I have no idea though about how you go about obtaining the winning poem though!
The winning compositions in every Eisteddfod competitition – including the competitions for learners – are published each year in the Cyfansoddiadau for the event. When the audience exits the Pavilion after the Chairing, there are people selling them on the path of the Maes. Quite exciting, like breaking news! You can continue to buy them thereafter for years to come.
Haia! Bit late to the party as @siaronjames’ Clywed Cynghanedd by Myrddin ap Dafydd is what I would have suggested for the cynganeddu I’m currently using it (the website version) to get creativity points at school as part of a programme and its been pretty entertaining so far. Definitely recommend
A naive question, sorry, but I presume it’s a book in English discussing cynghanedd in Welsh? (You see people writing stuff in English too sometimes, following rules of cynghanedd.)
I guess it would be worth reading either way - Mererid Hopwood is great - but it would be good to know.
Thank you!
I’ve also been trying to understand how cynghanedd works recently. I’ve been reading Mererid Hopkin’s book Singing in Chains. I found this really helpful and liked the way she talked you through each step but still found it very difficult to grasp properly. I have been looking out for her book for children - Cynghanedd i Blant - but it’s out of print. However I found this online resource taken from the book and I think it’s great. Apologies if it’s already been mentioned but I wanted to share it.
How lovely! That looks like just about the contents of the book, in interactive format - and it looks nice for kids! Will have a closer look sometime.
I think Singing in Chains (and cynghanedd in general) is a bit of a long term project for most of us - as Mererid Hopwood says! I thoroughly enjoyed the first few chapters, but have to admit that I then got distracted by more pressing bits of life. To be continued…
I have attended and enjoyed one of @HarrietEaris 's courses in which she covers cynghanedd and other forms of Welsh poetry with great authority and infectious enthusiasm.
I know she offered another course further North recently but, if interested, you could contact her through her own website from which you can see that she is a wonderful harpist, too. Harriet’s website
I had the same thought this year, having found the Crown poems on the Eisteddfod website but not the Cadair. Thanks to this thread, I bought this year’s Cyfansoddiadau, Clwed Cynghanedd and Singing in Chains from Gwales.com - and they have just arrived! Waaay beyond my abilities at the moment but, like a mother buying school uniform, I am hoping I will grow into them!!

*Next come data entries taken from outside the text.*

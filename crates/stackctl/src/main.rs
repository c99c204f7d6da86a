//! stackctl: run lifecycle commands across every service of a stack

use clap::{Args, Parser, Subcommand, ValueEnum};
use service_lifecycle::OutputFormat;
use std::path::PathBuf;
use std::process::ExitCode;

mod commands;
mod logging;
mod output;

#[derive(Parser)]
#[command(name = "stackctl")]
#[command(about = "Control plane for services spread over AWS, containers and local processes")]
#[command(version)]
struct Cli {
    #[command(flatten)]
    global: GlobalArgs,

    #[command(subcommand)]
    command: Commands,
}

/// Flags accepted by every subcommand
#[derive(Args, Debug, Clone)]
pub struct GlobalArgs {
    /// Configuration file path
    #[arg(short, long, global = true, env = "STACKCTL_CONFIG", default_value = "stack.yaml")]
    pub config: PathBuf,

    /// Environment to operate on
    #[arg(short, long = "env", global = true, env = "STACKCTL_ENV")]
    pub environment: Option<String>,

    /// Output format
    #[arg(short, long, global = true, value_enum, default_value_t = Format::Summary)]
    pub output: Format,

    /// Verbose output (debug logging)
    #[arg(short, long, global = true, conflicts_with = "quiet")]
    pub verbose: bool,

    /// Only print failures and the summary line
    #[arg(short, long, global = true)]
    pub quiet: bool,

    /// Show what would happen without touching any platform
    #[arg(long, global = true)]
    pub dry_run: bool,

    /// Directory for local process state (pid and log files)
    #[arg(long, global = true)]
    pub state_dir: Option<PathBuf>,

    /// Also write logs to this file
    #[arg(long, global = true)]
    pub log_file: Option<PathBuf>,

    /// Per-operation timeout in seconds
    #[arg(long, global = true, value_name = "SECS")]
    pub timeout: Option<u64>,
}

/// Output format selector
#[derive(ValueEnum, Debug, Clone, Copy, PartialEq, Eq)]
pub enum Format {
    /// Human-readable summary
    Summary,
    /// JSON document
    Json,
    /// YAML document
    Yaml,
    /// Table
    Table,
}

impl From<Format> for OutputFormat {
    fn from(format: Format) -> Self {
        match format {
            Format::Summary => OutputFormat::Summary,
            Format::Json => OutputFormat::Json,
            Format::Yaml => OutputFormat::Yaml,
            Format::Table => OutputFormat::Table,
        }
    }
}

#[derive(Subcommand)]
enum Commands {
    /// Start services, dependencies first
    Start {
        /// Services to start (empty means all)
        services: Vec<String>,

        /// Keep going after a failure
        #[arg(long)]
        force: bool,
    },

    /// Stop services, dependents first
    Stop {
        /// Services to stop (empty means all)
        services: Vec<String>,

        /// Keep going after a failure
        #[arg(long)]
        force: bool,

        /// Seconds to wait for a graceful stop
        #[arg(long, value_name = "SECS")]
        grace_period: Option<u64>,
    },

    /// Restart services
    Restart {
        /// Services to restart (empty means all)
        services: Vec<String>,

        /// Keep going after a failure
        #[arg(long)]
        force: bool,

        /// Seconds to wait for a graceful stop
        #[arg(long, value_name = "SECS")]
        grace_period: Option<u64>,
    },

    /// Roll services to their latest image or code
    Update {
        /// Services to update (empty means all)
        services: Vec<String>,

        /// Keep going after a failure
        #[arg(long)]
        force: bool,
    },

    /// Create the infrastructure services need
    Provision {
        /// Services to provision (empty means all)
        services: Vec<String>,

        /// Keep going after a failure
        #[arg(long)]
        force: bool,
    },

    /// Build and publish artifacts
    Publish {
        /// Services to publish (empty means all)
        services: Vec<String>,

        /// Keep going after a failure
        #[arg(long)]
        force: bool,

        /// Artifact tag
        #[arg(long)]
        tag: Option<String>,
    },

    /// Report whether services are running and healthy
    Check {
        /// Services to check (empty means all)
        services: Vec<String>,

        /// Include recent logs
        #[arg(long)]
        logs: bool,

        /// Number of log lines
        #[arg(long, value_name = "N")]
        tail: Option<usize>,
    },

    /// Run a command inside a service
    Exec {
        /// Target service
        service: String,

        /// Command and arguments, after `--`
        #[arg(last = true, required = true)]
        command: Vec<String>,
    },

    /// Run a service's test suite
    Test {
        /// Services to test (empty means all)
        services: Vec<String>,

        /// Keep going after a failure
        #[arg(long)]
        force: bool,

        /// Test suite name
        #[arg(long)]
        suite: Option<String>,
    },

    /// Repeatedly report status and recent logs
    Watch {
        /// Services to watch (empty means all)
        services: Vec<String>,

        /// Seconds between refreshes
        #[arg(long, value_name = "SECS", default_value_t = 5)]
        interval: u64,

        /// Stop after this many refreshes
        #[arg(long, value_name = "N", value_parser = clap::value_parser!(u64).range(1..))]
        iterations: Option<u64>,
    },

    /// Validate the configuration file
    Validate,
}

fn main() -> ExitCode {
    let Cli { global, command } = Cli::parse();
    let _guard = match logging::init(&global) {
        Ok(guard) => guard,
        Err(e) => {
            eprintln!("error: {:#}", e);
            return ExitCode::from(2);
        }
    };

    let outcome = smol::block_on(async move {
        use commands::VerbArgs;
        use service_lifecycle::CommandKind;

        match command {
            Commands::Start { services, force } => {
                let args = VerbArgs::new(services).force(force);
                commands::run_verb(CommandKind::Start, &global, args).await
            }
            Commands::Stop {
                services,
                force,
                grace_period,
            } => {
                let args = VerbArgs::new(services).force(force).grace_period(grace_period);
                commands::run_verb(CommandKind::Stop, &global, args).await
            }
            Commands::Restart {
                services,
                force,
                grace_period,
            } => {
                let args = VerbArgs::new(services).force(force).grace_period(grace_period);
                commands::run_verb(CommandKind::Restart, &global, args).await
            }
            Commands::Update { services, force } => {
                let args = VerbArgs::new(services).force(force);
                commands::run_verb(CommandKind::Update, &global, args).await
            }
            Commands::Provision { services, force } => {
                let args = VerbArgs::new(services).force(force);
                commands::run_verb(CommandKind::Provision, &global, args).await
            }
            Commands::Publish {
                services,
                force,
                tag,
            } => {
                let mut args = VerbArgs::new(services).force(force);
                args.extras.tag = tag;
                commands::run_verb(CommandKind::Publish, &global, args).await
            }
            Commands::Check {
                services,
                logs,
                tail,
            } => {
                let mut args = VerbArgs::new(services);
                args.extras.include_logs = logs;
                if let Some(tail) = tail {
                    args.extras.tail = tail;
                }
                commands::run_verb(CommandKind::Check, &global, args).await
            }
            Commands::Exec { service, command } => {
                let mut args = VerbArgs::new(vec![service]);
                args.extras.exec = command;
                commands::run_verb(CommandKind::Exec, &global, args).await
            }
            Commands::Test {
                services,
                force,
                suite,
            } => {
                let mut args = VerbArgs::new(services).force(force);
                args.extras.suite = suite;
                commands::run_verb(CommandKind::Test, &global, args).await
            }
            Commands::Watch {
                services,
                interval,
                iterations,
            } => commands::watch::run(&global, services, interval, iterations).await,
            Commands::Validate => commands::validate::run(&global),
        }
    });

    match outcome {
        Ok(status) => status,
        Err(e) => {
            eprintln!("error: {:#}", e);
            ExitCode::from(2)
        }
    }
}
//! Error types for lifecycle operations

use crate::{CommandKind, PlatformKind, ServiceType};
use std::time::Duration;
use thiserror::Error;

/// Unified error type for the lifecycle engine
///
/// Only configuration errors escape a verb call. Every other variant is
/// captured by the executor into a failed per-service result.
#[derive(Error, Debug)]
pub enum Error {
    /// The requested environment does not exist
    #[error("unknown environment: {0}")]
    UnknownEnvironment(String),

    /// The requested service does not exist in the environment
    #[error("unknown service '{service}' in environment '{environment}'")]
    UnknownService {
        /// Requested service name
        service: String,
        /// Environment that was searched
        environment: String,
    },

    /// Invalid configuration or invocation
    #[error("configuration error: {0}")]
    Config(String),

    /// No strategy was registered for a platform
    #[error("no strategy registered for platform '{0}'")]
    PlatformUnavailable(PlatformKind),

    /// No handler matches the (command, platform, service type) triple
    #[error("'{command}' is not supported on platform '{platform}' for service type '{service_type}'")]
    UnsupportedCombination {
        /// Command that was dispatched
        command: CommandKind,
        /// Platform of the service
        platform: PlatformKind,
        /// Resolved service type
        service_type: ServiceType,
    },

    /// Live discovery of a service failed
    #[error("discovery failed: {0}")]
    Discovery(String),

    /// A handler raised a fault
    #[error("handler fault: {0}")]
    Handler(String),

    /// An external command exited unsuccessfully
    #[error("`{command}` failed: {reason}")]
    CommandFailed {
        /// The command line that was run
        command: String,
        /// Captured stderr or exit description
        reason: String,
    },

    /// Failed to spawn a process
    #[error("failed to spawn `{command}`: {reason}")]
    SpawnFailed {
        /// Program that failed to start
        command: String,
        /// Underlying reason
        reason: String,
    },

    /// A handler-local timeout elapsed
    #[error("timed out after {0:?}")]
    Timeout(Duration),

    /// I/O error
    #[error(transparent)]
    Io(#[from] std::io::Error),

    /// JSON (de)serialization error
    #[error(transparent)]
    Json(#[from] serde_json::Error),

    /// Unix signal error
    #[error(transparent)]
    Nix(#[from] nix::Error),
}

impl Error {
    /// Create a configuration error
    pub fn config(message: impl Into<String>) -> Self {
        Self::Config(message.into())
    }

    /// Create a handler fault
    pub fn handler(message: impl Into<String>) -> Self {
        Self::Handler(message.into())
    }

    /// Create a failed-command error
    pub fn command_failed(command: impl Into<String>, reason: impl Into<String>) -> Self {
        Self::CommandFailed {
            command: command.into(),
            reason: reason.into(),
        }
    }

    /// Whether this error aborts a whole command rather than one service
    pub fn is_configuration(&self) -> bool {
        matches!(
            self,
            Error::UnknownEnvironment(_) | Error::UnknownService { .. } | Error::Config(_)
        )
    }
}

/// Result type alias
pub type Result<T> = std::result::Result<T, Error>;

#[cfg(test)]
mod tests {
    use super::*;

    #[test]
    fn test_configuration_classification() {
        assert!(Error::UnknownEnvironment("prod".into()).is_configuration());
        assert!(
            Error::UnknownService {
                service: "api".into(),
                environment: "staging".into()
            }
            .is_configuration()
        );
        assert!(Error::config("bad").is_configuration());
        assert!(!Error::handler("boom").is_configuration());
        assert!(!Error::PlatformUnavailable(PlatformKind::Aws).is_configuration());
    }

    #[test]
    fn test_unsupported_combination_message() {
        let err = Error::UnsupportedCombination {
            command: CommandKind::Publish,
            platform: PlatformKind::External,
            service_type: ServiceType::Database,
        };
        assert_eq!(
            err.to_string(),
            "'publish' is not supported on platform 'external' for service type 'database'"
        );
    }
}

I don’t think so @Catriona. I bought ‘Singing in Chains’ last year and got so fired up by it that I thought I’d write an englyn. It took me about six weeks to write four lines which is probably rhigwm doggerel anyway, but I learned a lot of new vocabulary on the way.
Ah, well. That gives me hope. I can have fun trying anyway!
One thing that confused me - I listened to the Cadair ceremony in the radio, and I thought I’d undergo that part of it was a reading of the winning poem. So when I got my copy of the Cyfansoddiadau i thought I’d listen again and try to follow along with the text. But it didn’t match up, except in little fragments. So I’ve obviously misunderstood. I guess it was someone talking about the poem?
Can anyone enlightened a bemused relative beginner?
I haven’t heard the ceremony, but usually they don’t read the whole poem - they talk about it and say which bits really impressed the judges and why, and stuff like that, so that’s probably what you heard.
PS If you listen to Talwrn y Beirdd on Radio Cymru, they do a similar thing with the poems on there.